**WORK INSTRUCTIONS**
Of all the lines below, output only those starting at the one with "a scripted client." and ending at the one with "mod types_test;", both ends included, exactly as written.
[Opening DATASET CONTENT section]
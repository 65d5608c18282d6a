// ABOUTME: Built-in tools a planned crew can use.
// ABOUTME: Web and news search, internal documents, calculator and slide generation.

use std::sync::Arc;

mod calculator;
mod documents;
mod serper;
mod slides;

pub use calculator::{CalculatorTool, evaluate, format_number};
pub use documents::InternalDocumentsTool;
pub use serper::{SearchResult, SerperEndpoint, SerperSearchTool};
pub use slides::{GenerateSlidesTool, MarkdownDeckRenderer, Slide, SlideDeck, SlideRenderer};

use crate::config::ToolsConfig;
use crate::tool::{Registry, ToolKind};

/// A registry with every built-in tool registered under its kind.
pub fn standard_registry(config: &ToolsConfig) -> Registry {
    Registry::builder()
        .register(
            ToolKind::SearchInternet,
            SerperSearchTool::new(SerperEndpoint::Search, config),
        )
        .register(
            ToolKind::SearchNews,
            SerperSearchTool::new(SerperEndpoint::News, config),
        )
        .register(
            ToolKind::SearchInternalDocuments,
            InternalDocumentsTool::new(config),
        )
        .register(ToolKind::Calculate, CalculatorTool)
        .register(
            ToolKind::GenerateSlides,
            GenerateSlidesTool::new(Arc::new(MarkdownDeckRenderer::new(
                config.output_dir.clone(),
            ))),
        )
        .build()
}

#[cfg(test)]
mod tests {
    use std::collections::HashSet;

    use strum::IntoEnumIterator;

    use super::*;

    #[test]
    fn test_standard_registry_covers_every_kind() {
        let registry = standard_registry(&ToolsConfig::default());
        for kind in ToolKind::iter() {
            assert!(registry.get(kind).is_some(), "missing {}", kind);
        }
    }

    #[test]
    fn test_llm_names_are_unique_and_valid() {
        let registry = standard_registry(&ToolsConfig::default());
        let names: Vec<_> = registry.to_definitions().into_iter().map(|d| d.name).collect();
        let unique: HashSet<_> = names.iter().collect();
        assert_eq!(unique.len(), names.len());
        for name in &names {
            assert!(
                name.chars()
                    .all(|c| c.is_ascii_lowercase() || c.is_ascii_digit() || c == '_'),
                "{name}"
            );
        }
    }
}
[Closing DATASET CONTENT section]
[Opening DATASET CONTENT section]
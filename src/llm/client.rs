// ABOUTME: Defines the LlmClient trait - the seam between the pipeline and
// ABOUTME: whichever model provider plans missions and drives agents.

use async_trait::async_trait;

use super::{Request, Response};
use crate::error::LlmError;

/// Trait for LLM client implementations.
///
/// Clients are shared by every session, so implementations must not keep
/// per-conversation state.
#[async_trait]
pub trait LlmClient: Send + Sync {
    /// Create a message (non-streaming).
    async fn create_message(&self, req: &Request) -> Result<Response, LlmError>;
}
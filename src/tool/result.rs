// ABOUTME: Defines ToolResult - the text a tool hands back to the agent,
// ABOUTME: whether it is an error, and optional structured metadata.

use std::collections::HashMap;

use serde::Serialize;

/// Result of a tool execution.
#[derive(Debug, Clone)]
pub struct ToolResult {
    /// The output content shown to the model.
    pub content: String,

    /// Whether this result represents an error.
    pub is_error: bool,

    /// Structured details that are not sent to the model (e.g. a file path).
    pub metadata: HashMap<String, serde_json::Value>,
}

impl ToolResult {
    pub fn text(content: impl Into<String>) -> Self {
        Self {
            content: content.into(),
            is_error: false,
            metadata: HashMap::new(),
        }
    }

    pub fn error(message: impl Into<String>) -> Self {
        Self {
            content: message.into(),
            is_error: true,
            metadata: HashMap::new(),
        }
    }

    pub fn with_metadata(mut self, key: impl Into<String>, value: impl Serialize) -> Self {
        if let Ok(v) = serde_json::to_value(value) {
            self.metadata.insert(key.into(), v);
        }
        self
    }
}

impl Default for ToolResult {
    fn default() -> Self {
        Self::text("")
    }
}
[Closing DATASET CONTENT section]
[Opening DATASET CONTENT section]
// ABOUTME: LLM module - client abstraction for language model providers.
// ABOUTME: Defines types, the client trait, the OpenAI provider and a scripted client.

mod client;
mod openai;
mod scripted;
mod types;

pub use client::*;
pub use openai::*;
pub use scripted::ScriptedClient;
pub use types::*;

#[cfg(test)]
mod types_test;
[Closing DATASET CONTENT section]
**TASK OUTPUT**
// ABOUTME: Defines types, the client trait, the OpenAI provider and a scripted client.

mod client;
mod openai;
mod scripted;
mod types;

pub use client::*;
pub use openai::*;
pub use scripted::ScriptedClient;
pub use types::*;

#[cfg(test)]
mod types_test;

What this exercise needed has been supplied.